What you need to do:
Take from the data every line in which the word "init" is found.

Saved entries

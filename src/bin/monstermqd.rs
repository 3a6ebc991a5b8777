// Daemon entry point, grounded on hebo's `src/bin/hebo.rs` (load config,
// init logging, run the server) but with a `clap` derive CLI in place of
// hebo's hand-parsed argv, matching the rest of this corpus's CLI style.

use std::path::PathBuf;
use std::process::ExitCode;

use clap::Parser;
use monstermq::config::{Config, LogLevel};
use monstermq::error::{Error, ErrorKind};
use monstermq::{broker, log as broker_log};

const DEFAULT_CONFIG_PATH: &str = "/etc/monstermq/monstermq.toml";
const EXIT_ARGUMENT_OR_CONFIG_ERROR: u8 = 1;
const EXIT_STARTUP_FAILURE: u8 = 101;

#[derive(Parser, Debug)]
#[command(name = "monstermqd", version, about = "Clustered MQTT 3.1.1 broker")]
struct Cli {
    /// Path to the TOML configuration file.
    #[arg(short, long, value_name = "FILE", env = "GATEWAY_CONFIG")]
    config: Option<PathBuf>,

    /// Force clustered mode by switching the bus to the external transport,
    /// overriding `[bus] kind` in the config file.
    #[arg(long)]
    cluster: bool,

    /// Override `[log] level` from the config file.
    #[arg(short, long, value_name = "LEVEL")]
    log: Option<String>,

    /// Load and validate the configuration, then exit without binding any
    /// listener.
    #[arg(long)]
    test: bool,
}

fn main() -> ExitCode {
    let cli = Cli::parse();
    let config_path = cli
        .config
        .clone()
        .unwrap_or_else(|| PathBuf::from(DEFAULT_CONFIG_PATH));

    match run(cli, &config_path) {
        Ok(()) => ExitCode::SUCCESS,
        Err(err) if err.kind() == ErrorKind::Config => {
            eprintln!("monstermqd: {err}");
            ExitCode::from(EXIT_ARGUMENT_OR_CONFIG_ERROR)
        }
        Err(err) => {
            eprintln!("monstermqd: {err}");
            ExitCode::from(EXIT_STARTUP_FAILURE)
        }
    }
}

fn run(cli: Cli, config_path: &PathBuf) -> Result<(), Error> {
    let mut config = Config::load(config_path)?;

    if cli.cluster {
        config.bus.kind = monstermq::config::BusKind::External;
        config.bus.validate()?;
    }
    if let Some(level) = cli.log.as_deref() {
        config.log.level = parse_log_level(level)?;
    }

    broker_log::init(&config.log)?;

    if cli.test {
        log::info!("configuration at {} is valid", config_path.display());
        return Ok(());
    }

    tokio::runtime::Builder::new_multi_thread()
        .enable_all()
        .build()
        .map_err(|err| Error::new(ErrorKind::Io, err.to_string()))?
        .block_on(broker::run(config))
}

fn parse_log_level(level: &str) -> Result<LogLevel, Error> {
    match level.to_ascii_lowercase().as_str() {
        "off" => Ok(LogLevel::Off),
        "error" => Ok(LogLevel::Error),
        "warn" => Ok(LogLevel::Warn),
        "info" => Ok(LogLevel::Info),
        "debug" => Ok(LogLevel::Debug),
        "trace" => Ok(LogLevel::Trace),
        other => Err(Error::new(ErrorKind::Config, format!("unknown log level: {other}"))),
    }
}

Answer to this task:
// init logging, run the server) but with a `clap` derive CLI in place of
    broker_log::init(&config.log)?;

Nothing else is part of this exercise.